The excavation revealed layers of activity from the Early Iron Age through to the medieval period, but the most striking discovery is a Middle Anglo-Saxon settlement of unexpectedly high status. Excavation exposed ditched enclosures, traces of buildings and a series of ‘service features’, such as cess pits, waste pits and cooking pits. Together they give a detailed picture of how the settlement was organised and how people used the space. Notable finds included decorated needles or dress pins, and a rare fragment of an amber bead.
What emerges is a community that shaped its surroundings. The inhabitants farmed the surrounding fields and almost certainly made use of the nearby River Cam, for fishing and for movement of goods and people.

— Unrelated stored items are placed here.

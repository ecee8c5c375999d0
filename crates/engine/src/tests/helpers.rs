use crate::Db;
use std::path::Path;

/// Opens a store under a test directory.
pub fn open_db(dir: &Path) -> Db {
    Db::open(dir).expect("open store")
}

/// Lists `*.sst` basenames in the store's sst directory, sorted.
pub fn sst_files(dir: &Path) -> Vec<String> {
    let mut names: Vec<String> = std::fs::read_dir(dir.join("sst"))
        .map(|entries| {
            entries
                .flatten()
                .filter_map(|e| e.file_name().into_string().ok())
                .filter(|n| n.ends_with(".sst"))
                .collect()
        })
        .unwrap_or_default();
    names.sort();
    names
}
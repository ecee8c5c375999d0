use bloom::BloomFilter;
use byteorder::{LittleEndian, ReadBytesExt};
use std::fs::File;
use std::io::{BufReader, Read, Seek, SeekFrom};
use std::path::Path;

use crate::format::{Footer, FOOTER_SIZE, HEADER_SIZE, MAX_INDEX_COUNT, MAX_KEY_BYTES, SSTABLE_MAGIC};
use crate::{Lookup, SstError};

/// Size of the read-side buffer.
const READ_BUF_SIZE: usize = 64 * 1024;

/// One sparse-index entry: the key of a stride record and its absolute file
/// offset.
struct IndexEntry {
    key: Vec<u8>,
    offset: u64,
}

pub struct SsTableReader;

impl SsTableReader {
    /// Point lookup of `target` in the SSTable at `path`.
    ///
    /// The file is opened, read, and closed within this call; no state is
    /// kept between lookups.
    ///
    /// # Lookup order
    ///
    /// 1. Validate the header magic and read the entry count.
    /// 2. Validate the footer against the file size.
    /// 3. Check the bloom filter; a negative answer returns
    ///    [`Lookup::NotFound`] without ever loading the index.
    /// 4. Load and validate the sparse index.
    /// 5. Scan the narrowed record range `[start, end)` for the target.
    ///
    /// # Errors
    ///
    /// [`SstError::Io`] if the file cannot be opened or stat'ed;
    /// [`SstError::Corrupt`] for any format violation (see [`SstError`]).
    pub fn get(path: &Path, target: &[u8]) -> Result<Lookup, SstError> {
        let mut f = File::open(path)?;

        // 1) Header.
        let magic = f.read_u32::<LittleEndian>().map_err(|_| SstError::Corrupt)?;
        if magic != SSTABLE_MAGIC {
            return Err(SstError::Corrupt);
        }
        let count = f.read_u32::<LittleEndian>().map_err(|_| SstError::Corrupt)?;

        // 2) Footer.
        let file_size = f.metadata()?.len();
        let footer = Footer::read(&mut f, file_size)?;

        // 3) Bloom filter, checked before the index so a negative lookup
        //    succeeds even when the index region is damaged.
        let bloom_len = (file_size - FOOTER_SIZE - footer.bloom_start) as usize;
        f.seek(SeekFrom::Start(footer.bloom_start))?;
        let mut bloom_bytes = vec![0u8; bloom_len];
        f.read_exact(&mut bloom_bytes).map_err(|_| SstError::Corrupt)?;
        let filter = BloomFilter::from_bytes(&bloom_bytes).ok_or(SstError::Corrupt)?;
        if !filter.may_contain(target) {
            return Ok(Lookup::NotFound);
        }

        // 4) Sparse index.
        let index = load_index(&mut f, &footer, count)?;
        if index.is_empty() {
            return Ok(Lookup::NotFound);
        }

        // 5) Bounded scan.
        let (start, end) = pick_scan_range(&index, footer.index_start, target);
        scan_range(&mut f, start, end, target)
    }
}

/// Loads the sparse index, validating counts, key sizes, offsets, and strict
/// key ordering.
fn load_index(f: &mut File, footer: &Footer, entry_count: u32) -> Result<Vec<IndexEntry>, SstError> {
    f.seek(SeekFrom::Start(footer.index_start))?;
    let mut r = BufReader::with_capacity(READ_BUF_SIZE, f);

    let index_count = r.read_u32::<LittleEndian>().map_err(|_| SstError::Corrupt)?;
    if index_count > MAX_INDEX_COUNT {
        return Err(SstError::Corrupt);
    }
    if index_count == 0 {
        // A non-empty table must index at least record 0.
        if entry_count > 0 {
            return Err(SstError::Corrupt);
        }
        return Ok(Vec::new());
    }

    let mut entries: Vec<IndexEntry> = Vec::with_capacity(index_count as usize);
    for _ in 0..index_count {
        let key_len = r.read_u32::<LittleEndian>().map_err(|_| SstError::Corrupt)?;
        if key_len == 0 || key_len > MAX_KEY_BYTES {
            return Err(SstError::Corrupt);
        }
        let mut key = vec![0u8; key_len as usize];
        r.read_exact(&mut key).map_err(|_| SstError::Corrupt)?;

        let offset = r.read_u64::<LittleEndian>().map_err(|_| SstError::Corrupt)?;
        // Every indexed record must lie inside the data region.
        if offset < HEADER_SIZE || offset >= footer.index_start {
            return Err(SstError::Corrupt);
        }

        if let Some(prev) = entries.last() {
            if prev.key >= key {
                return Err(SstError::Corrupt);
            }
        }
        entries.push(IndexEntry { key, offset });
    }

    Ok(entries)
}

/// Picks the scan range `[start, end)` for `target`.
///
/// `start` is the offset of the greatest index entry whose key is <= target
/// (entry 0 if the target precedes every index key); `end` is the next index
/// entry's offset when that narrows the range, else the end of the data
/// region.
fn pick_scan_range(index: &[IndexEntry], index_start: u64, target: &[u8]) -> (u64, u64) {
    let mut end = index_start;

    let pos = index.partition_point(|e| e.key.as_slice() <= target);
    let i = pos.saturating_sub(1);
    let start = index[i].offset;

    if i + 1 < index.len() {
        let next = index[i + 1].offset;
        if next > start && next < end {
            end = next;
        }
    }
    (start, end)
}

/// Sequentially decodes records in `[start, end)` looking for `target`.
///
/// The data region is sorted, so the scan stops as soon as a key greater
/// than the target appears.
fn scan_range(f: &mut File, start: u64, end: u64, target: &[u8]) -> Result<Lookup, SstError> {
    f.seek(SeekFrom::Start(start))?;
    let mut r = BufReader::with_capacity(READ_BUF_SIZE, f);

    let mut pos = start;
    while pos < end {
        let key_len = r.read_u32::<LittleEndian>().map_err(|_| SstError::Corrupt)?;
        let val_len = r.read_u32::<LittleEndian>().map_err(|_| SstError::Corrupt)?;
        let tomb = r.read_u8().map_err(|_| SstError::Corrupt)?;

        if key_len == 0 || key_len > MAX_KEY_BYTES {
            return Err(SstError::Corrupt);
        }
        if tomb > 1 || (tomb == 1 && val_len != 0) {
            return Err(SstError::Corrupt);
        }
        let record_len = 9 + key_len as u64 + val_len as u64;
        if pos + record_len > end {
            // Records never straddle a stride boundary or the index region.
            return Err(SstError::Corrupt);
        }

        let mut key = vec![0u8; key_len as usize];
        r.read_exact(&mut key).map_err(|_| SstError::Corrupt)?;
        let mut value = Vec::new();
        if val_len > 0 {
            value = vec![0u8; val_len as usize];
            r.read_exact(&mut value).map_err(|_| SstError::Corrupt)?;
        }

        if key.as_slice() == target {
            return Ok(if tomb == 1 {
                Lookup::Deleted
            } else {
                Lookup::Found(value)
            });
        }
        if key.as_slice() > target {
            return Ok(Lookup::NotFound);
        }

        pos += record_len;
    }

    Ok(Lookup::NotFound)
}
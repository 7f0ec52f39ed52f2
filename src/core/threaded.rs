//! # ThreadRunner: flavour runner for blocking payloads.
//!
//! Every supervised payload gets its own OS thread; the supervision loop runs
//! on the thread that called [`run`](FlavourRunner::run) and only reacts to
//! signals:
//!
//! ```text
//! register(p) ──► Signal::Spawn ──┐
//! payload exit ─► Signal::Exited ─┼──► run() loop ──► spawn thread / abort / stop
//! stop()      ──► Signal::Stop  ──┘
//! ```
//!
//! ## Rules
//! - Payload threads are detached: `stop` never preempts them, they keep running
//!   until they return on their own (or the process exits)
//! - Signals are FIFO, so payloads registered before `run` are all started
//!   before any of their exits is observed
//! - After an orphaned return the loop keeps listening for
//!   [`RunnerConfig::settle`] and prefers a genuine failure found meanwhile
//! - One-shot payloads run on their own thread and ignore the supervision state

use std::borrow::Cow;
use std::panic::{self, AssertUnwindSafe};
use std::sync::mpsc::{self, RecvTimeoutError};
use std::sync::{Mutex, MutexGuard, PoisonError};
use std::time::Instant;

use crate::core::runner::{conclude, publish_finished, publish_payload};
use crate::core::{FlavourRunner, Flavour, RunnerConfig, RunnerState};
use crate::error::{Anomaly, Cause, RunnerError};
use crate::events::{Bus, Event, EventKind};
use crate::payloads::{BlockingFn, Body, Payload, PayloadKind, PayloadResult};

const FLAVOUR: Flavour = Flavour::Threaded;

enum Signal {
    Spawn(Cow<'static, str>, BlockingFn<PayloadResult>),
    Exited(Anomaly),
    Stop,
}

/// Flavour runner executing blocking payloads on OS threads.
pub struct ThreadRunner {
    cfg: RunnerConfig,
    bus: Bus,
    state: Mutex<RunnerState>,
    tx: mpsc::Sender<Signal>,
    rx: Mutex<Option<mpsc::Receiver<Signal>>>,
}

impl ThreadRunner {
    /// Creates an idle runner publishing to `bus`.
    pub fn new(cfg: RunnerConfig, bus: Bus) -> Self {
        let (tx, rx) = mpsc::channel();
        Self {
            cfg,
            bus,
            state: Mutex::new(RunnerState::Idle),
            tx,
            rx: Mutex::new(Some(rx)),
        }
    }

    fn lock_state(&self) -> MutexGuard<'_, RunnerState> {
        self.state.lock().unwrap_or_else(PoisonError::into_inner)
    }

    /// `Idle -> Running`, handing the signal receiver to the caller.
    fn begin(&self) -> Result<mpsc::Receiver<Signal>, RunnerError> {
        let mut state = self.lock_state();
        state.begin(FLAVOUR.as_label())?;
        let rx = self.rx.lock().unwrap_or_else(PoisonError::into_inner).take();
        match rx {
            Some(rx) => Ok(rx),
            None => {
                *state = RunnerState::Aborted;
                Err(RunnerError::Terminated {
                    runner: FLAVOUR.as_label(),
                    state: RunnerState::Aborted,
                })
            }
        }
    }

    /// Waits for the first anomaly or a stop request.
    fn supervise(&self, rx: &mpsc::Receiver<Signal>) -> Option<Anomaly> {
        loop {
            match rx.recv() {
                Ok(Signal::Spawn(name, f)) => {
                    if let Err(anomaly) = self.spawn_supervised(name, f) {
                        return Some(anomaly);
                    }
                }
                Ok(Signal::Exited(anomaly)) => return Some(self.settle(rx, anomaly)),
                Ok(Signal::Stop) | Err(_) => return None,
            }
        }
    }

    /// Gives a sibling's failure the chance to replace an orphaned return.
    fn settle(&self, rx: &mpsc::Receiver<Signal>, first: Anomaly) -> Anomaly {
        let window = match self.cfg.settle_window() {
            Some(window) if first.cause().is_orphaned_return() => window,
            _ => return first,
        };
        let deadline = Instant::now() + window;
        let mut verdict = first;

        while verdict.cause().is_orphaned_return() {
            let left = deadline.saturating_duration_since(Instant::now());
            match rx.recv_timeout(left) {
                Ok(Signal::Exited(next)) => verdict = verdict.prefer(next),
                // the runner is aborting: late registrations and stop requests are moot
                Ok(Signal::Spawn(..) | Signal::Stop) => {}
                Err(RecvTimeoutError::Timeout | RecvTimeoutError::Disconnected) => break,
            }
        }
        verdict
    }

    /// Starts one supervised payload on its own thread.
    fn spawn_supervised(
        &self,
        name: Cow<'static, str>,
        f: BlockingFn<PayloadResult>,
    ) -> Result<(), Anomaly> {
        let thread = self.cfg.thread_name(&name);
        let tx = self.tx.clone();
        let bus = self.bus.clone();
        let payload = name.clone();

        publish_payload(&self.bus, EventKind::PayloadStarting, FLAVOUR, &name);
        let spawned = self.cfg.thread_builder(thread).spawn(move || {
            let res = panic::catch_unwind(AssertUnwindSafe(f));
            let anomaly = conclude(&bus, FLAVOUR, &payload, res);
            let _ = tx.send(Signal::Exited(anomaly));
        });

        spawned.map(drop).map_err(|source| {
            let cause = Cause::Failed(Box::new(source));
            Anomaly::new(FLAVOUR, name, cause)
        })
    }

    /// Records the terminal state and publishes the matching event.
    fn finish(&self, outcome: Option<Anomaly>) -> Result<(), RunnerError> {
        let res = {
            let mut state = self.lock_state();
            match outcome {
                None => {
                    *state = RunnerState::Stopped;
                    Ok(())
                }
                Some(anomaly) => {
                    *state = RunnerState::Aborted;
                    Err(RunnerError::Anomaly(anomaly))
                }
            }
        };
        publish_finished(&self.bus, Some(FLAVOUR), &res);
        res
    }
}

impl Default for ThreadRunner {
    fn default() -> Self {
        Self::new(RunnerConfig::default(), Bus::silent())
    }
}

impl FlavourRunner for ThreadRunner {
    fn flavour(&self) -> Flavour {
        FLAVOUR
    }

    fn state(&self) -> RunnerState {
        *self.lock_state()
    }

    fn register(&self, payload: Payload) -> Result<(), RunnerError> {
        let (name, body) = payload.into_parts();
        let Body::Blocking(f) = body else {
            return Err(RunnerError::FlavourMismatch {
                flavour: FLAVOUR,
                payload: name.into_owned(),
                kind: PayloadKind::Cooperative,
            });
        };

        let state = self.lock_state();
        state.ensure_open(FLAVOUR.as_label())?;
        publish_payload(&self.bus, EventKind::PayloadRegistered, FLAVOUR, &name);
        self.tx
            .send(Signal::Spawn(name, f))
            .map_err(|_| RunnerError::Terminated {
                runner: FLAVOUR.as_label(),
                state: *state,
            })
    }

    fn submit(&self, job: Payload<()>) -> Result<(), RunnerError> {
        let (name, body) = job.into_parts();
        let Body::Blocking(f) = body else {
            return Err(RunnerError::FlavourMismatch {
                flavour: FLAVOUR,
                payload: name.into_owned(),
                kind: PayloadKind::Cooperative,
            });
        };
        self.lock_state().ensure_open(FLAVOUR.as_label())?;

        let thread = self.cfg.thread_name(&name);
        let bus = self.bus.clone();
        publish_payload(&self.bus, EventKind::OneShotStarting, FLAVOUR, &name);
        self.cfg
            .thread_builder(thread.clone())
            .spawn(move || {
                f();
                publish_payload(&bus, EventKind::OneShotFinished, FLAVOUR, &name);
            })
            .map(drop)
            .map_err(|source| RunnerError::Spawn { thread, source })
    }

    fn run(&self) -> Result<(), RunnerError> {
        let rx = self.begin()?;
        self.bus
            .publish(Event::new(EventKind::RunnerStarting).with_flavour(FLAVOUR));
        let outcome = self.supervise(&rx);
        self.finish(outcome)
    }

    fn stop(&self) {
        let mut state = self.lock_state();
        match *state {
            RunnerState::Idle => {
                *state = RunnerState::Stopped;
                drop(state);
                publish_finished(&self.bus, Some(FLAVOUR), &Ok(()));
            }
            RunnerState::Running => {
                self.bus
                    .publish(Event::new(EventKind::StopRequested).with_flavour(FLAVOUR));
                let _ = self.tx.send(Signal::Stop);
            }
            RunnerState::Stopped | RunnerState::Aborted => {}
        }
    }
}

Well-preserved Middle Anglo-Saxon sites of this scale are uncommon in the region, and the Grantchester evidence adds meaningful depth to our understanding of how rural settlements operated during this period.
For anyone with an interest in the early medieval landscape of Cambridgeshire, this presentation will be a highlight of the conference.
WHEN: Saturday November 22
WHERE: University Faculty of Law, Sidgwick Avenue, Cambridge CB3 9DZ
Click here for the full programme
All are welcome!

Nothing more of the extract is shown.